これまで障害者は個々が独自に自分なりの街の歩き方を開拓するように築いてきた。しかし、これからは障害者と健常者がともに歩む時代だ。誰とでも、どこへでも出歩くことができるのでなければ真のバリアフリーな社会とは言えないだろう。アプリ「WheeLog!」の登場によって障害者の外出することに対する不安は軽減され、逆に意欲が増すはずだ。街に繰り出す障害者が増えれば出会いが生まれ、それがまた新たな外出を促し・・・「WheeLog!」のマップが今以上に充実していく頃には、やがて実際の街の形も変わっていくだろう。
今回の横浜開催は地域開催の枠を超えて大きなイベントとなり、配慮が足りないところも多数あったかと思いますが、皆さまのご協力で大きな事故なくイベントを終えることができました。ありがとうございました。
横浜は規模が大きく、当事者団体をはじめ様々な市民団体があります。それぞれにバリアフリー活動を展開していますが、WheeLog!アプリを取り入れることにより、情報の共有など、今後の活動の幅を広げるきっかけたなったのではないでしょうか。また、それぞれ顔を合わせ繋がることは地域活動においては、大きなメリットになるのでは!と感じました。
初めましての参加者同士が繋がることはもちろんですが、既存の団体が繋がっていくことにも、各地域で開催されるWheeLog! in ◯◯というイベントの大きな付加価値があると感じました。
今後は、今回見えてきた課題を修正しながら、継続した活動を目指していきたいと思います。

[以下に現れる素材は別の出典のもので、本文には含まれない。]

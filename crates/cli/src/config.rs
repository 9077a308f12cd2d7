//! Process configuration.
//!
//! Every value can come from a command-line flag or from the environment
//! variable GitHub Actions sets for the matching action input. [`Config`] is
//! parsed once in `main` and validated into [`Settings`]; nothing else in
//! the workspace reads the environment.

use std::time::Duration;

use clap::{Parser, ValueEnum};
use github::{GitHubConfig, DEFAULT_API_URL};
use llm::{
    ApiFlavor, ChatCompletionsConfig, DEFAULT_AZURE_API_VERSION, DEFAULT_OPENAI_ENDPOINT,
    DEFAULT_TIMEOUT,
};
use triage::{IssueNumber, RepositoryId, TriageError};

/// Which classification strategy to run.
#[derive(Debug, Clone, Copy, PartialEq, Eq, ValueEnum)]
pub enum ClassifierKind {
    /// Deterministic keyword matching. Needs no credentials.
    Rules,
    /// External language model via the chat-completions API.
    Model,
}

/// Log output format.
#[derive(Debug, Clone, Copy, PartialEq, Eq, ValueEnum)]
pub enum LogFormat {
    Json,
    Pretty,
}

/// Raw command-line and environment input.
#[derive(Debug, Parser)]
#[command(
    name = "issue-triage",
    version,
    about = "Classify a GitHub issue, comment with the analysis, and label it."
)]
pub struct Config {
    /// Issue title and body to classify.
    #[arg(long, env = "INPUT_ISSUE_CONTENT", hide_env_values = true)]
    pub issue_content: Option<String>,

    /// GitHub token with permission to comment on and label issues.
    #[arg(long, env = "INPUT_GITHUB_TOKEN", hide_env_values = true)]
    pub github_token: Option<String>,

    /// Repository in `owner/repo` form.
    #[arg(long, env = "INPUT_REPOSITORY")]
    pub repository: Option<String>,

    /// Issue number.
    #[arg(long, env = "INPUT_ISSUE_NUMBER")]
    pub issue_number: Option<String>,

    /// Classification strategy.
    #[arg(long, env = "INPUT_CLASSIFIER", value_enum, default_value_t = ClassifierKind::Rules)]
    pub classifier: ClassifierKind,

    /// GitHub REST API base URL.
    #[arg(long, env = "GITHUB_API_URL", default_value = DEFAULT_API_URL)]
    pub github_api_url: String,

    /// Chat-completions API flavour: `azure` or `openai`.
    #[arg(long, env = "INPUT_AZURE_OPENAI_API_TYPE", default_value = "azure")]
    pub openai_api_type: String,

    /// Chat-completions endpoint. Defaults to the public OpenAI API for
    /// `openai`; required for `azure`.
    #[arg(long, env = "INPUT_AZURE_OPENAI_ENDPOINT")]
    pub openai_endpoint: Option<String>,

    /// Chat-completions API key.
    #[arg(long, env = "INPUT_AZURE_OPENAI_KEY", hide_env_values = true)]
    pub openai_key: Option<String>,

    /// Azure OpenAI REST API version.
    #[arg(long, env = "INPUT_AZURE_OPENAI_API_VERSION", default_value = DEFAULT_AZURE_API_VERSION)]
    pub openai_api_version: String,

    /// Azure deployment name, or model name for `openai`.
    #[arg(long, env = "INPUT_AZURE_OPENAI_DEPLOYMENT")]
    pub openai_deployment: Option<String>,

    /// Timeout for each HTTP request, in seconds.
    #[arg(long, env = "INPUT_HTTP_TIMEOUT_SECS", default_value_t = DEFAULT_TIMEOUT.as_secs())]
    pub http_timeout_secs: u64,

    /// Log output format.
    #[arg(long, env = "TRIAGE_LOG_FORMAT", value_enum, default_value_t = LogFormat::Json)]
    pub log_format: LogFormat,
}

/// Classifier choice with the settings it needs.
#[derive(Debug, Clone)]
pub enum ClassifierSettings {
    Rules,
    Model(ChatCompletionsConfig),
}

/// Validated configuration for one triage run.
#[derive(Debug, Clone)]
pub struct Settings {
    pub issue_content: String,
    pub repository: RepositoryId,
    pub issue: IssueNumber,
    pub github: GitHubConfig,
    pub classifier: ClassifierSettings,
}

impl Config {
    /// Checks required inputs and builds [`Settings`].
    ///
    /// # Errors
    ///
    /// Returns [`TriageError::Configuration`] naming the first missing or
    /// invalid value.
    pub fn validate(self) -> Result<Settings, TriageError> {
        let issue_content = required(self.issue_content, "issue content")?;
        let github_token = required(self.github_token, "GitHub token")?;

        let repository = required(self.repository, "repository")?;
        let repository = RepositoryId::new(repository.trim()).ok_or_else(|| {
            TriageError::configuration(format!(
                "repository must be in format owner/repo, got '{repository}'"
            ))
        })?;

        let issue_number = required(self.issue_number, "issue number")?;
        let issue = issue_number
            .trim()
            .parse::<u64>()
            .ok()
            .and_then(IssueNumber::new)
            .ok_or_else(|| {
                TriageError::configuration(format!(
                    "issue number must be a positive integer, got '{issue_number}'"
                ))
            })?;

        let timeout = Duration::from_secs(self.http_timeout_secs);

        let classifier = match self.classifier {
            ClassifierKind::Rules => ClassifierSettings::Rules,
            ClassifierKind::Model => {
                let flavor: ApiFlavor = self
                    .openai_api_type
                    .parse()
                    .map_err(|e: llm::LlmError| TriageError::configuration(e.to_string()))?;
                let endpoint = match (flavor, self.openai_endpoint) {
                    (_, Some(endpoint)) if !endpoint.trim().is_empty() => endpoint,
                    (ApiFlavor::OpenAi, _) => DEFAULT_OPENAI_ENDPOINT.to_string(),
                    (ApiFlavor::Azure, _) => String::new(),
                };
                let config = ChatCompletionsConfig {
                    flavor,
                    endpoint,
                    api_key: self.openai_key.unwrap_or_default(),
                    api_version: self.openai_api_version,
                    deployment: self.openai_deployment.unwrap_or_default(),
                    timeout,
                };
                config
                    .validate()
                    .map_err(|e| TriageError::configuration(e.to_string()))?;
                ClassifierSettings::Model(config)
            }
        };

        Ok(Settings {
            issue_content,
            repository,
            issue,
            github: GitHubConfig {
                api_url: self.github_api_url,
                timeout,
                ..GitHubConfig::new(github_token)
            },
            classifier,
        })
    }
}

fn required(value: Option<String>, name: &str) -> Result<String, TriageError> {
    value
        .filter(|v| !v.trim().is_empty())
        .ok_or_else(|| TriageError::configuration(format!("{name} is required")))
}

最後に、過去の参加人数を更新した今回の大きなイベントをサポートしていただいたWheeLoggersの松下雄一さん、鈴木メイザさん、安田英彦さん、荒井雅代さん、上田智子さん、初鹿真樹さんに、この場をお借りし感謝申し上げます。また、懇親会の花見会場は、吉田雄一さん、藤井未来さん、星璃鳳さん、星美瑠さんに早い時間より場所の確保と設営をしていただきました。懇親会の撤収作業も参加者様のご協力でスムーズにできました。皆さまのご協力に感謝いたします。ありがとうございました。